Work out how many lines in the data below contain the string "validate", and reply with that figure alone.

Dataset entries:
________________________
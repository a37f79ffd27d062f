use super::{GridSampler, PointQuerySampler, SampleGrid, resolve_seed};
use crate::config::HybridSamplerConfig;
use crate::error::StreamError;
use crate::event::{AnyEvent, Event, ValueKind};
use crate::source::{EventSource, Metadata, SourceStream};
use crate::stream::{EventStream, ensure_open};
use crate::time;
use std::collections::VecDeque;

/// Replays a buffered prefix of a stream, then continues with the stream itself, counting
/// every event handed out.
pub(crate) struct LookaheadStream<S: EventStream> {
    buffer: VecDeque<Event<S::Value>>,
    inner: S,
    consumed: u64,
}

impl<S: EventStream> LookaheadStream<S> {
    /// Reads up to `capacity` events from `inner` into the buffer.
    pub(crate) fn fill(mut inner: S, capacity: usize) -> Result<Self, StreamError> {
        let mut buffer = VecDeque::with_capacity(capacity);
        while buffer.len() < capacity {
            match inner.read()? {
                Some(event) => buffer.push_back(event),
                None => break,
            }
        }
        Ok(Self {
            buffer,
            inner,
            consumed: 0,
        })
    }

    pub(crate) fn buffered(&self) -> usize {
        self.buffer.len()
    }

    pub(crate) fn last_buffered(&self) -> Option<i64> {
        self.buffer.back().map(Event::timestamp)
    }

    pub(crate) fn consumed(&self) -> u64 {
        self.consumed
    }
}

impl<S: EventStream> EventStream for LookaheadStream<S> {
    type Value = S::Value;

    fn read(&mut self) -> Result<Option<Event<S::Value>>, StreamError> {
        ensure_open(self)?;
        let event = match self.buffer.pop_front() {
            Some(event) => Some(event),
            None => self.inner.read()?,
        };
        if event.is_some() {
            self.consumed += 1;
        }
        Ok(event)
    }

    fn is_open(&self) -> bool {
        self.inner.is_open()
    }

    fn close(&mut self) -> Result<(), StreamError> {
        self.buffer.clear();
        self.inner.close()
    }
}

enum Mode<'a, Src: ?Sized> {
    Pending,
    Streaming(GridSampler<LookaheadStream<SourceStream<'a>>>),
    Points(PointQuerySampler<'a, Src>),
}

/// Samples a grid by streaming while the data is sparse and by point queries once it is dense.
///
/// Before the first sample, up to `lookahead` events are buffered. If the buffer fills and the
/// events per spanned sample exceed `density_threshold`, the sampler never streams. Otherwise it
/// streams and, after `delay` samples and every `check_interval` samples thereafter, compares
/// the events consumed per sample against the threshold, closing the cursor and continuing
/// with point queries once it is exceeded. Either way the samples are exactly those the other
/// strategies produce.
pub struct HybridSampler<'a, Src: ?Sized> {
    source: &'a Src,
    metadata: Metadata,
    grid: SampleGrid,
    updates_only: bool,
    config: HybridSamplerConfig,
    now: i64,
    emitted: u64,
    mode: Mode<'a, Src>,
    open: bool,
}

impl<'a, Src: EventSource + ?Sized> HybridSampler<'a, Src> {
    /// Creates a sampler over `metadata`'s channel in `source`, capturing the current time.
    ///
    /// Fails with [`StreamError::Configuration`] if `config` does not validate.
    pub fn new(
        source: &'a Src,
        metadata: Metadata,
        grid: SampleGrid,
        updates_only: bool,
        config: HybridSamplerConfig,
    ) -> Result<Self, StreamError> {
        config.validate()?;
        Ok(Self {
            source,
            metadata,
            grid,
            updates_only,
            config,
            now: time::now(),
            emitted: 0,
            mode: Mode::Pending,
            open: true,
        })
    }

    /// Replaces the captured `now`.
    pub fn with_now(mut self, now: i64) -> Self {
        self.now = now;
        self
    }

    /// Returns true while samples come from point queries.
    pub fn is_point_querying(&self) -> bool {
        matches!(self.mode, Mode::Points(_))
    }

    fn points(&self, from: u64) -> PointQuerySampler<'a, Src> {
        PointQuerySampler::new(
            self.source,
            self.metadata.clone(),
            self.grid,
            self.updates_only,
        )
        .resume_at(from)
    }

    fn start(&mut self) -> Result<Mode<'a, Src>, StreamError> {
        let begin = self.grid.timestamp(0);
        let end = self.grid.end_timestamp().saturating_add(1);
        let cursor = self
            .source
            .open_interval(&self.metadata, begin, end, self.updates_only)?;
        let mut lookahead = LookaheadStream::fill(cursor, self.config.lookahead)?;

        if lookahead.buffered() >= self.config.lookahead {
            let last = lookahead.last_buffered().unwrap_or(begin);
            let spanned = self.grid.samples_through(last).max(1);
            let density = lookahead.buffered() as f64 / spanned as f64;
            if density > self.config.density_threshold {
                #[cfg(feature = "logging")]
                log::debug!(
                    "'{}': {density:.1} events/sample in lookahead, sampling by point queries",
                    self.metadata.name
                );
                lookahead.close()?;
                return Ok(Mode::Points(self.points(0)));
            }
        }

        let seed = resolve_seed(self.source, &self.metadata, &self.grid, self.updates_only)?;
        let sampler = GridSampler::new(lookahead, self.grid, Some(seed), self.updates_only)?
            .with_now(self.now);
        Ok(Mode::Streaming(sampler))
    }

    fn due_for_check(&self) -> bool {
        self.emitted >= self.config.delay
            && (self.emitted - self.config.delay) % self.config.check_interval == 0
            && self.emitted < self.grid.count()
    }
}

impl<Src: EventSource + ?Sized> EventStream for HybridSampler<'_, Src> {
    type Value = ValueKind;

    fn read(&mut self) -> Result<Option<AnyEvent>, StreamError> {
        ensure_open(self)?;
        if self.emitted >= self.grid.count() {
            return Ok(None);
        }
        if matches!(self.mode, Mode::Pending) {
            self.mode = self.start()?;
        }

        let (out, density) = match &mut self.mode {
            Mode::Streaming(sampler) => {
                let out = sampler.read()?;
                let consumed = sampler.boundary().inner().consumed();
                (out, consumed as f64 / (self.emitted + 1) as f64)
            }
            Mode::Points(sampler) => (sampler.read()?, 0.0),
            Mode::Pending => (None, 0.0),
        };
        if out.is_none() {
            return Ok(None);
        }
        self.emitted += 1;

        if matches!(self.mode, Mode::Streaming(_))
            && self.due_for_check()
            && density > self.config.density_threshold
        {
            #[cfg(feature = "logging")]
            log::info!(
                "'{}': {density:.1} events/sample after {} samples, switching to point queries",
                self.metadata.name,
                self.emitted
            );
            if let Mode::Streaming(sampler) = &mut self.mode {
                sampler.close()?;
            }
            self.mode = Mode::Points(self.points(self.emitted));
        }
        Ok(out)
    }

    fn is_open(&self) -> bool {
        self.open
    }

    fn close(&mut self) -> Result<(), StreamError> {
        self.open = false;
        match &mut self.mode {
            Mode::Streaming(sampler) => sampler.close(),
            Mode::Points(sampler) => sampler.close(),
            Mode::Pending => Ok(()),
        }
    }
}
________________________
▸ **THE ANSWER**
2